Task requirements:
Scan the entries below. Return every line that includes "Self".

---+---

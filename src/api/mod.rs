//! HTTP surface
//!
//! ## Table of Contents
//! - **extract**: Feature-vector extractor with 422 rejections
//! - **predictions**: `/predict/*` and `/test-predictions`
//! - **reference**: `/mock-data*` and `/analytics/summary`
//! - **status**: `/`, `/health` and `/metrics`

pub mod extract;
pub mod predictions;
pub mod reference;
pub mod status;

use axum::{
    routing::{get, post},
    Router,
};
use tower_http::cors::{Any, CorsLayer};
use tower_http::trace::TraceLayer;

use crate::AppState;

/// Build the application router.
pub fn create_router(state: AppState) -> Router {
    let cors_enabled = state.config.cors_enabled;

    let router = Router::new()
        // Banner & health
        .route("/", get(status::root))
        .route("/health", get(status::health))
        .route("/metrics", get(status::metrics))
        // Predictions
        .route("/predict/demand", post(predictions::predict_demand))
        .route("/predict/disruption", post(predictions::predict_disruption))
        .route("/test-predictions", get(predictions::test_predictions))
        // Reference data
        .route("/mock-data", get(reference::get_mock_data))
        .route("/mock-data/products/:id", get(reference::get_product))
        .route("/mock-data/suppliers/:id", get(reference::get_supplier))
        .route("/mock-data/warehouses/:id", get(reference::get_warehouse))
        .route("/analytics/summary", get(reference::get_analytics_summary))
        // Middleware
        .layer(TraceLayer::new_for_http())
        .with_state(state);

    if cors_enabled {
        let cors = CorsLayer::new()
            .allow_origin(Any)
            .allow_methods(Any)
            .allow_headers(Any);
        router.layer(cors)
    } else {
        router
    }
}
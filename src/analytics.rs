//! Aggregate statistics over the reference table

use serde::Serialize;

use crate::reference::ReferenceData;

/// Products strictly above this risk count as high risk.
pub const HIGH_RISK_PRODUCT_THRESHOLD: f64 = 0.2;
/// Products strictly below this risk count as low risk.
pub const LOW_RISK_PRODUCT_THRESHOLD: f64 = 0.1;

#[derive(Debug, Clone, PartialEq, Serialize)]
pub struct AnalyticsSummary {
    pub total_products: usize,
    pub total_demand: u64,
    pub average_risk: f64,
    pub high_risk_products: usize,
    pub low_risk_products: usize,
    pub total_suppliers: usize,
    pub total_warehouses: usize,
}

impl AnalyticsSummary {
    /// Recompute the summary from `data`.
    pub fn compute(data: &ReferenceData) -> Self {
        let products = &data.products;
        let total_demand = products.iter().map(|p| u64::from(p.demand)).sum();
        let average_risk = if products.is_empty() {
            0.0
        } else {
            products.iter().map(|p| p.risk).sum::<f64>() / products.len() as f64
        };

        Self {
            total_products: products.len(),
            total_demand,
            average_risk,
            high_risk_products: products
                .iter()
                .filter(|p| p.risk > HIGH_RISK_PRODUCT_THRESHOLD)
                .count(),
            low_risk_products: products
                .iter()
                .filter(|p| p.risk < LOW_RISK_PRODUCT_THRESHOLD)
                .count(),
            total_suppliers: data.suppliers.len(),
            total_warehouses: data.warehouses.len(),
        }
    }
}

#[cfg(test)]
mod tests {
    use super::*;
    use crate::reference::{reference_data, Product};

    #[test]
    fn test_builtin_summary() {
        let summary = AnalyticsSummary::compute(reference_data());

        assert_eq!(summary.total_products, 5);
        assert_eq!(summary.total_demand, 5400);
        assert!((summary.average_risk - 0.136).abs() < 1e-9);
        assert_eq!(summary.high_risk_products, 1);
        assert_eq!(summary.low_risk_products, 2);
        assert_eq!(summary.total_suppliers, 3);
        assert_eq!(summary.total_warehouses, 3);
    }

    #[test]
    fn test_thresholds_are_strict() {
        let mut data = ReferenceData::builtin();
        data.products = vec![
            Product { id: "A", name: "edge-high", demand: 1, risk: 0.2 },
            Product { id: "B", name: "edge-low", demand: 1, risk: 0.1 },
        ];

        let summary = AnalyticsSummary::compute(&data);
        assert_eq!(summary.high_risk_products, 0);
        assert_eq!(summary.low_risk_products, 0);
    }

    #[test]
    fn test_empty_products() {
        let mut data = ReferenceData::builtin();
        data.products.clear();

        let summary = AnalyticsSummary::compute(&data);
        assert_eq!(summary.total_products, 0);
        assert_eq!(summary.total_demand, 0);
        assert_eq!(summary.average_risk, 0.0);
    }
}
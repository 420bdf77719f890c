// =============================================================================
// ChainTrack AI - Configuration
// =============================================================================

use std::env;
use std::net::SocketAddr;

/// Application configuration loaded from environment variables.
#[derive(Debug, Clone)]
pub struct Config {
    /// Server bind address (e.g., "0.0.0.0:8000")
    pub bind_address: SocketAddr,

    /// Fixed seed for the prediction RNG; `None` draws from the thread RNG
    pub prediction_seed: Option<u64>,

    /// Attach a permissive CORS layer for browser dashboards
    pub cors_enabled: bool,
}

impl Default for Config {
    fn default() -> Self {
        Self {
            bind_address: ([0, 0, 0, 0], 8000).into(),
            prediction_seed: None,
            cors_enabled: true,
        }
    }
}

impl Config {
    /// Load configuration from environment variables.
    pub fn from_env() -> Result<Self, ConfigError> {
        Self::from_lookup(|key| env::var(key).ok())
    }

    /// Load configuration through an arbitrary key lookup.
    pub fn from_lookup<F>(lookup: F) -> Result<Self, ConfigError>
    where
        F: Fn(&str) -> Option<String>,
    {
        let defaults = Self::default();

        let bind_address = match lookup("BIND_ADDRESS") {
            Some(raw) => raw
                .trim()
                .parse()
                .map_err(|e| ConfigError::Invalid("BIND_ADDRESS", format!("{}", e)))?,
            None => defaults.bind_address,
        };

        let prediction_seed = match lookup("PREDICTION_SEED") {
            Some(raw) if !raw.trim().is_empty() => Some(
                raw.trim()
                    .parse()
                    .map_err(|e| ConfigError::Invalid("PREDICTION_SEED", format!("{}", e)))?,
            ),
            _ => None,
        };

        let cors_enabled = match lookup("CORS_ENABLED") {
            Some(raw) => parse_flag(&raw).ok_or_else(|| {
                ConfigError::Invalid("CORS_ENABLED", format!("expected true/false, got {:?}", raw))
            })?,
            None => defaults.cors_enabled,
        };

        Ok(Self {
            bind_address,
            prediction_seed,
            cors_enabled,
        })
    }
}

fn parse_flag(raw: &str) -> Option<bool> {
    match raw.trim().to_ascii_lowercase().as_str() {
        "1" | "true" | "yes" | "on" => Some(true),
        "0" | "false" | "no" | "off" => Some(false),
        _ => None,
    }
}

#[derive(Debug, thiserror::Error)]
pub enum ConfigError {
    #[error("Invalid value for environment variable {0}: {1}")]
    Invalid(&'static str, String),
}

---+---

Exercise solution:
    pub fn compute(data: &ReferenceData) -> Self {
        Self {
    fn default() -> Self {
        Self {
    pub fn from_env() -> Result<Self, ConfigError> {
        Self::from_lookup(|key| env::var(key).ok())
    pub fn from_lookup<F>(lookup: F) -> Result<Self, ConfigError>
        let defaults = Self::default();
        Ok(Self {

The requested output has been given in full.